![Five characteristics of access to financial services Five characteristics of access to financial services](/media/4392/ilustracion-inclusion-financiera.jpg)
Five characteristics of access to financial services
The use of financial services and products is a driver of economic growth for advanced and emerging economies, because it alleviates poverty and promotes social progress and sustainable development.
The use of financial services and products is a driver for economic growth for advanced and emerging economies because it alleviates poverty and promotes social progress and sustainable development, as stated in the publication "La educación financiera en América Latina y el Caribe. Situación actual y perspectivas" (Financial Education in Latin America and the Caribbean. Current Situation and Prospects) of the series Public Policies and Productive Transformation.
In this respect, financial inclusion is a multidimensional concept that includes better access, better products and services, and better use. However, better access and better alternatives do not translate automatically into a more effective use.
According to the results of the measures carried out by OECD/INFE in Peru, the CAF survey, Findex, and Xu and Zia (2012), the key characteristics of access to financial services in Latin America are:
- The most used financial product is the savings account, which in most cases is an employer requirement to deposit salaries.

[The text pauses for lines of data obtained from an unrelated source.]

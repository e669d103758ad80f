//! WebhookEventRepository port - Interface for tracking processed provider webhooks.
//!
//! The provider may deliver the same webhook multiple times due to network
//! timeouts, a 5xx from our endpoint, or a success response it never received.
//! Recording each handled event id lets redeliveries be acknowledged without
//! touching the ledger again.

use async_trait::async_trait;
use chrono::{DateTime, Utc};

use crate::domain::foundation::DomainError;

/// How a recorded event was handled.
#[derive(Debug, Clone, Copy, PartialEq, Eq)]
pub enum EventOutcome {
    /// The event's effect was applied to the ledger.
    Success,
    /// The event was acknowledged without an effect.
    Ignored,
}

impl EventOutcome {
    pub fn as_str(&self) -> &'static str {
        match self {
            EventOutcome::Success => "success",
            EventOutcome::Ignored => "ignored",
        }
    }

    /// Parses the stored column value.
    pub fn parse(s: &str) -> Option<Self> {
        match s {
            "success" => Some(EventOutcome::Success),
            "ignored" => Some(EventOutcome::Ignored),
            _ => None,
        }
    }
}

/// Record of a processed webhook event.
#[derive(Debug, Clone)]
pub struct WebhookEventRecord {
    /// Provider event ID (evt_xxx format).
    pub event_id: String,

    /// Type of provider event (e.g., "customer.subscription.created").
    pub event_type: String,

    /// When the event was processed.
    pub processed_at: DateTime<Utc>,

    pub outcome: EventOutcome,

    /// Why the event was ignored, if it was.
    pub reason: Option<String>,

    /// Original event payload for debugging.
    pub payload: serde_json::Value,
}

impl WebhookEventRecord {
    /// Creates a new success record.
    pub fn success(
        event_id: impl Into<String>,
        event_type: impl Into<String>,
        payload: serde_json::Value,
    ) -> Self {
        Self {
            event_id: event_id.into(),
            event_type: event_type.into(),
            processed_at: Utc::now(),
            outcome: EventOutcome::Success,
            reason: None,
            payload,
        }
    }

    /// Creates a new ignored record.
    pub fn ignored(
        event_id: impl Into<String>,
        event_type: impl Into<String>,
        reason: impl Into<String>,
        payload: serde_json::Value,
    ) -> Self {
        Self {
            event_id: event_id.into(),
            event_type: event_type.into(),
            processed_at: Utc::now(),
            outcome: EventOutcome::Ignored,
            reason: Some(reason.into()),
            payload,
        }
    }
}

/// Result of attempting to save a webhook event.
#[derive(Debug, Clone, Copy, PartialEq, Eq)]
pub enum SaveResult {
    /// Record was inserted (first time seeing this event).
    Inserted,
    /// Record already exists (duplicate event).
    AlreadyExists,
}

/// Port for storing and retrieving processed webhook events.
///
/// Implementations should use database constraints (PRIMARY KEY on event_id)
/// to prevent race conditions during concurrent webhook processing.
#[async_trait]
pub trait WebhookEventRepository: Send + Sync {
    /// Find a previously processed event by its provider event ID.
    async fn find_by_event_id(
        &self,
        event_id: &str,
    ) -> Result<Option<WebhookEventRecord>, DomainError>;

    /// Attempt to save a webhook event record.
    ///
    /// Uses `ON CONFLICT DO NOTHING` semantics. Returns `SaveResult::Inserted`
    /// the first time an event id is seen, `SaveResult::AlreadyExists` otherwise.
    async fn save(&self, record: WebhookEventRecord) -> Result<SaveResult, DomainError>;

    /// Delete records processed before the given timestamp.
    ///
    /// Returns the number of records deleted.
    async fn delete_before(&self, timestamp: DateTime<Utc>) -> Result<u64, DomainError>;
}

/// Result of webhook processing.
#[derive(Debug, Clone, Copy, PartialEq, Eq)]
pub enum WebhookResult {
    /// Event was processed now.
    Processed,
    /// Event was already processed (idempotent skip).
    AlreadyProcessed,
}
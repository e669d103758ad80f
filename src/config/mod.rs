//! Application configuration module
//!
//! This module provides type-safe configuration loading from environment variables
//! using the `config` and `dotenvy` crates. Configuration is loaded with the
//! `SUBSCRIPTION_SYNC` prefix and nested values use double underscores as separators.
//!
//! # Example
//!
//! ```no_run
//! use subscription_sync::config::AppConfig;
//!
//! let config = AppConfig::load().expect("Failed to load configuration");
//! config.validate().expect("Invalid configuration");
//!
//! println!("Server running on {:?}", config.server.socket_addr());
//! ```

mod database;
mod error;
mod payment;
mod server;

pub use database::DatabaseConfig;
pub use error::{ConfigError, ValidationError};
pub use payment::PaymentConfig;
pub use server::{Environment, ServerConfig};

use serde::Deserialize;

/// Root application configuration
///
/// Load using [`AppConfig::load()`] which reads from environment variables.
#[derive(Debug, Clone, Deserialize)]
pub struct AppConfig {
    /// Server configuration (host, port, environment, logging)
    #[serde(default)]
    pub server: ServerConfig,

    /// Database configuration (PostgreSQL connection)
    pub database: DatabaseConfig,

    /// Payment configuration (Stripe)
    pub payment: PaymentConfig,
}

impl AppConfig {
    /// Load configuration from environment variables
    ///
    /// This function:
    /// 1. Loads `.env` file if present (for development)
    /// 2. Reads environment variables with `SUBSCRIPTION_SYNC` prefix
    /// 3. Uses `__` (double underscore) to separate nested values
    /// 4. Deserializes into typed configuration structs
    ///
    /// # Environment Variable Format
    ///
    /// - `SUBSCRIPTION_SYNC__SERVER__PORT=8080` -> `server.port = 8080`
    /// - `SUBSCRIPTION_SYNC__PAYMENT__STRIPE_API_KEY=...` -> `payment.stripe_api_key = ...`
    ///
    /// # Errors
    ///
    /// Returns `ConfigError` if required variables are missing or a value
    /// cannot be parsed into its expected type.
    pub fn load() -> Result<Self, ConfigError> {
        // Load .env file if present (development)
        dotenvy::dotenv().ok();

        let config = config::Config::builder()
            .add_source(
                config::Environment::default()
                    .prefix("SUBSCRIPTION_SYNC")
                    .separator("__"),
            )
            .build()?
            .try_deserialize()?;

        Ok(config)
    }

    /// Validate all configuration values
    ///
    /// # Errors
    ///
    /// Returns `ValidationError` if any configuration value is invalid.
    pub fn validate(&self) -> Result<(), ValidationError> {
        self.server.validate()?;
        self.database.validate()?;
        self.payment.validate()?;
        Ok(())
    }

    /// Check if running in production environment
    pub fn is_production(&self) -> bool {
        self.server.is_production()
    }
}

- There is a relationship between income, education level, and access to products offered by the formal financial system, since as incomes and educational levels increase, so does access.
- Users of credit are usually males, heads of households, between 30 and 49 years old, salaried and independent workers, individuals with higher income and educational levels.
- The population groups with the highest levels of exclusion in the use of credit are women, those who are not heads of households, youths, pensioners, people with lower income and educational level, and the rural population.
- Most people have a reluctant relationship with banks and do not fully realize the benefits associated with opening a bank account or another financial product.
To increase the levels of financial inclusion, it is necessary for the countries in the region to promote initiatives that improve access to products through offers which are adequate, affordable, and accessible, and demands that guarantees the adequate use of financial products, and a financial education that facilitates and optimizes the effective use of these instruments.